How many of you feel like you were a good Mom before you had kids, too? (Or for those non-parents out there: do you think you are a great parent now?)

It’s amazing how much crap we give ourselves for being a “not so perfect parent.” We are so hard on ourselves for not being a “good Mom.”

So, what IS a “Good Mom,” anyway? And where do we get our comparisons that we use against ourselves? Oh, and why aren’t some of us honest about Motherhood? And for those who ARE honest, why do others give try to make them feel like horrible people for talking about the things that THEY don’t want to admit?

One of the things I am really missing is some place to vent all of my feelings without feeling judged. I am pretty sure that many of you do, too. So, how do you handle living the “I love everything there is to being a Mom,” lie?

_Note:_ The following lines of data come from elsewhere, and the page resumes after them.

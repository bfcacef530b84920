//! Hash algorithms exposed by the crate.
//!
//! Includes pure-Rust MD5 and SHA-256 sharing one padding stage, and an
//! [`Algorithm`] catalogue for callers that pick the algorithm at runtime.

mod algorithm;
pub mod md5;
pub mod padding;
pub mod sha256;

pub use algorithm::{Algorithm, ParseAlgorithmError};

/// Re-export of the text-level convenience functions.
pub use md5::core::{md5_hex, md5_utf16};
pub use sha256::core::{sha256_hex, sha256_utf16};
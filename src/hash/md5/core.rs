use super::MD5_INIT;
use super::computations::all_rounds;
use crate::encoding::TextEncoding;
use crate::hash::padding::{BLOCK_LEN, LengthOrder, blocks, pad};
use crate::primitives::Digest128;

/// Compresses a single 512-bit block into `state`.
///
/// The block is read as sixteen little-endian words; there is no message
/// expansion, each step indexes the words directly.
#[inline(always)]
pub fn compress(block: &[u8; 64], state: &mut [u32; 4]) {
    let mut m = [0u32; 16];

    for (slot, chunk) in m.iter_mut().zip(block.chunks_exact(4)) {
        *slot = u32::from_le_bytes([chunk[0], chunk[1], chunk[2], chunk[3]]);
    }

    all_rounds(state, &m);
}

/// Computes the MD5 digest of a byte message.
///
/// The bit length is stored as a 32-bit little-endian count, which wraps
/// for messages of 512 MiB or more.
pub fn md5(input: &[u8]) -> Digest128 {
    let padded = pad(input.to_vec(), (input.len() as u64) << 3, LengthOrder::LittleEndian);
    let mut state = MD5_INIT;

    for block in blocks(&padded) {
        compress(block, &mut state);
    }

    log::trace!(
        "md5: {} message bytes, {} blocks",
        input.len(),
        padded.len() / BLOCK_LEN
    );

    Digest128::from_le_words(state)
}

/// Hashes text with an explicit byte encoding.
///
/// `TextEncoding::Utf8` gives the digest any conformant MD5 tool prints.
pub fn md5_with_encoding(message: &str, encoding: TextEncoding) -> Digest128 {
    md5(&encoding.encode_str(message))
}

/// MD5 of a string's low-byte encoding, as 32 lowercase hex characters.
///
/// ASCII input yields the standard digest.
pub fn md5_hex(message: &str) -> String {
    md5_with_encoding(message, TextEncoding::LowByte).to_hex()
}

/// MD5 of the low bytes of UTF-16 code units.
pub fn md5_utf16(units: &[u16]) -> String {
    md5(&TextEncoding::LowByte.encode_utf16(units)).to_hex()
}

Being a parent is THE hardest job I have EVER had. I wish I had REALLY known what being a parent was like BEFORE I became a parent. Sometimes I LOVE being a parent – – but, most of the time, I don’t like it. I don’t like having responsibility of other people’s lives in my hand. I don’t like when I am judged as a bad parent by people who aren’t parents themselves – – ’cause they THINK they could do a better job. I don’t like that I have pretty much lost my identity – – well, except for being so-and-so’s Mom. I DO like the crap my kids come up with – – they are funny creatures!! One of the quotes in the book says, “I love being a Mom; I just hate doing it.” That pretty much sums it up.

How about the rest of you. How do you REALLY feel about being a parent?